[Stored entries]
______________________________

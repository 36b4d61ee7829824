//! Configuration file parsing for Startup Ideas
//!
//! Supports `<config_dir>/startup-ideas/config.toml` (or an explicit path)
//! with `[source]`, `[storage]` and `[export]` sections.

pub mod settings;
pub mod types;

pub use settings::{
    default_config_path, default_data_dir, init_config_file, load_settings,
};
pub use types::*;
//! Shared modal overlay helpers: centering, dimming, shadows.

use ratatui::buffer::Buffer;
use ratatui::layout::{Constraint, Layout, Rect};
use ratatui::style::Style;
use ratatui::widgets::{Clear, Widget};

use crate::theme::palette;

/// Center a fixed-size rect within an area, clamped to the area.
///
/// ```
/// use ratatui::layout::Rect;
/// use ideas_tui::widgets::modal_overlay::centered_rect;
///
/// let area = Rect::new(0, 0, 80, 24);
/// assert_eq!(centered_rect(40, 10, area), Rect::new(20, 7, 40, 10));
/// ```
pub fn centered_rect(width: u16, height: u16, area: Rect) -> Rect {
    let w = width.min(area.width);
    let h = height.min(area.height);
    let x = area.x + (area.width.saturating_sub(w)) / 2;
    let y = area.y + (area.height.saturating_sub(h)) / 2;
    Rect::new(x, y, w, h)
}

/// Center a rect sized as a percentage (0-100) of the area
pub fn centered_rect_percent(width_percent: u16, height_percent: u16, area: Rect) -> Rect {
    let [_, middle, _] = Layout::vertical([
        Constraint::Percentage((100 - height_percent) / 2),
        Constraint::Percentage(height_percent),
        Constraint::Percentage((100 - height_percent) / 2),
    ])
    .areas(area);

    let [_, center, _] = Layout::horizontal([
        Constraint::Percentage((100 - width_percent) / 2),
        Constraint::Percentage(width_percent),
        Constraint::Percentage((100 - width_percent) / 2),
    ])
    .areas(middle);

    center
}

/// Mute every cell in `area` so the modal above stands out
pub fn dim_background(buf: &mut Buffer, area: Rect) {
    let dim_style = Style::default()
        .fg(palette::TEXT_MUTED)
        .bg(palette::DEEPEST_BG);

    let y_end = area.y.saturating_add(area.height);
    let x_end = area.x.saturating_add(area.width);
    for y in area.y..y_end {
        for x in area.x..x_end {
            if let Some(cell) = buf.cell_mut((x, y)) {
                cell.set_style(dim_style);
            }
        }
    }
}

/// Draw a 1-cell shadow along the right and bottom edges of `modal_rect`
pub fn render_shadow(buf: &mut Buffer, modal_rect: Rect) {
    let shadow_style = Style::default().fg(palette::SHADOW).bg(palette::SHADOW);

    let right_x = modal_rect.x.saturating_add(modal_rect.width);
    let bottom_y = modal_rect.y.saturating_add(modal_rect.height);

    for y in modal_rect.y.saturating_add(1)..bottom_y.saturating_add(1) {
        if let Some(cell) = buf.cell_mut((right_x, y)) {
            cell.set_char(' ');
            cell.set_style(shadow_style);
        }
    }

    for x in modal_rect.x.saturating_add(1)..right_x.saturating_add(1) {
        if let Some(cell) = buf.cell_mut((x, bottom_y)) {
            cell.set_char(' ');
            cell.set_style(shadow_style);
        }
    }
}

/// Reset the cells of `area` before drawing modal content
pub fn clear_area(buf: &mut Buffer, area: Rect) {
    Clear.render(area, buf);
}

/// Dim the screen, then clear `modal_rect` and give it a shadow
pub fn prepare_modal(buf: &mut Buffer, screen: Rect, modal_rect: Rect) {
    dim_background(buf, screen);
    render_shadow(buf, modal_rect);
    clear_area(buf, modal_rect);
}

______________________________

▶ _Task to complete_: Out of the data above, give again only the lines starting at the one holding "let right_x = modal_rect.x.saturating_add(modal_rect.width);" and ending at the one holding "x in modal_rect.x.saturating_add(1)..right_x.saturating_add(1)", unchanged.

▶ _Output_:
    let right_x = modal_rect.x.saturating_add(modal_rect.width);
    let bottom_y = modal_rect.y.saturating_add(modal_rect.height);

    for y in modal_rect.y.saturating_add(1)..bottom_y.saturating_add(1) {
        if let Some(cell) = buf.cell_mut((right_x, y)) {
            cell.set_char(' ');
            cell.set_style(shadow_style);
        }
    }

    for x in modal_rect.x.saturating_add(1)..right_x.saturating_add(1) {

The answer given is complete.